**Data shown**
//! Nutrition estimates for free-text recipe ingredients.
//!
//! Amounts such as "1 1/2 cups" are parsed and converted to grams, each
//! ingredient is matched against a curated table, FoodData Central, or a
//! category default, and the results are summed per recipe and per serving.
//!
//! ```no_run
//! # #[tokio::main]
//! # async fn main() -> Result<(), recipe_nutrition::NutritionError> {
//! use recipe_nutrition::{calculate_recipe_nutrition, RecipeIngredientInput};
//!
//! let result = calculate_recipe_nutrition(
//!     &[
//!         RecipeIngredientInput::new("chicken breast", "1 lb"),
//!         RecipeIngredientInput::new("olive oil", "2 tablespoons"),
//!     ],
//!     2,
//! )
//! .await?;
//! println!("{} kcal per serving", result.nutrition_per_serving.calories);
//! # Ok(())
//! # }
//! ```

pub mod builder;
pub mod config;
pub mod error;
pub mod generation;
pub mod model;
pub mod nutrition;
pub mod providers;
pub mod request;

pub use builder::NutritionCalculatorBuilder;
pub use config::{load_config, NutritionConfig};
pub use error::NutritionError;
pub use model::{
    IngredientNutritionDetail, NutritionInfo, NutritionPer100g, NutritionResult, Provenance,
    RecipeIngredientInput,
};
pub use nutrition::{
    convert_to_grams, format_ingredient_display, format_ingredient_simple, parse_amount,
    ParsedAmount, RecipeNutritionCalculator,
};
pub use request::CalculateNutritionRequest;

use log::debug;

/// Calculate recipe nutrition using configuration from `config.toml` and the environment
pub async fn calculate_recipe_nutrition(
    ingredients: &[RecipeIngredientInput],
    servings: u32,
) -> Result<NutritionResult, NutritionError> {
    let config = load_config()?;
    let calculator = RecipeNutritionCalculator::from_config(&config)?;
    debug!("Calculating nutrition with source '{}'", calculator.source_name());
    calculator.calculate(ingredients, servings).await
}

/// Validate a request, then calculate it with the given calculator
pub async fn handle_calculate_request(
    calculator: &RecipeNutritionCalculator,
    request: &CalculateNutritionRequest,
) -> Result<NutritionResult, NutritionError> {
    request.validate()?;
    calculator
        .calculate(&request.ingredients, request.servings)
        .await
}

**Work to complete**
The data must be given again in full, exactly as written.

**Answer box**
//! Nutrition estimates for free-text recipe ingredients.
//!
//! Amounts such as "1 1/2 cups" are parsed and converted to grams, each
//! ingredient is matched against a curated table, FoodData Central, or a
//! category default, and the results are summed per recipe and per serving.
//!
//! ```no_run
//! # #[tokio::main]
//! # async fn main() -> Result<(), recipe_nutrition::NutritionError> {
//! use recipe_nutrition::{calculate_recipe_nutrition, RecipeIngredientInput};
//!
//! let result = calculate_recipe_nutrition(
//!     &[
//!         RecipeIngredientInput::new("chicken breast", "1 lb"),
//!         RecipeIngredientInput::new("olive oil", "2 tablespoons"),
//!     ],
//!     2,
//! )
//! .await?;
//! println!("{} kcal per serving", result.nutrition_per_serving.calories);
//! # Ok(())
//! # }
//! ```

pub mod builder;
pub mod config;
pub mod error;
pub mod generation;
pub mod model;
pub mod nutrition;
pub mod providers;
pub mod request;

pub use builder::NutritionCalculatorBuilder;
pub use config::{load_config, NutritionConfig};
pub use error::NutritionError;
pub use model::{
    IngredientNutritionDetail, NutritionInfo, NutritionPer100g, NutritionResult, Provenance,
    RecipeIngredientInput,
};
pub use nutrition::{
    convert_to_grams, format_ingredient_display, format_ingredient_simple, parse_amount,
    ParsedAmount, RecipeNutritionCalculator,
};
pub use request::CalculateNutritionRequest;

use log::debug;

/// Calculate recipe nutrition using configuration from `config.toml` and the environment
pub async fn calculate_recipe_nutrition(
    ingredients: &[RecipeIngredientInput],
    servings: u32,
) -> Result<NutritionResult, NutritionError> {
    let config = load_config()?;
    let calculator = RecipeNutritionCalculator::from_config(&config)?;
    debug!("Calculating nutrition with source '{}'", calculator.source_name());
    calculator.calculate(ingredients, servings).await
}

/// Validate a request, then calculate it with the given calculator
pub async fn handle_calculate_request(
    calculator: &RecipeNutritionCalculator,
    request: &CalculateNutritionRequest,
) -> Result<NutritionResult, NutritionError> {
    request.validate()?;
    calculator
        .calculate(&request.ingredients, request.servings)
        .await
}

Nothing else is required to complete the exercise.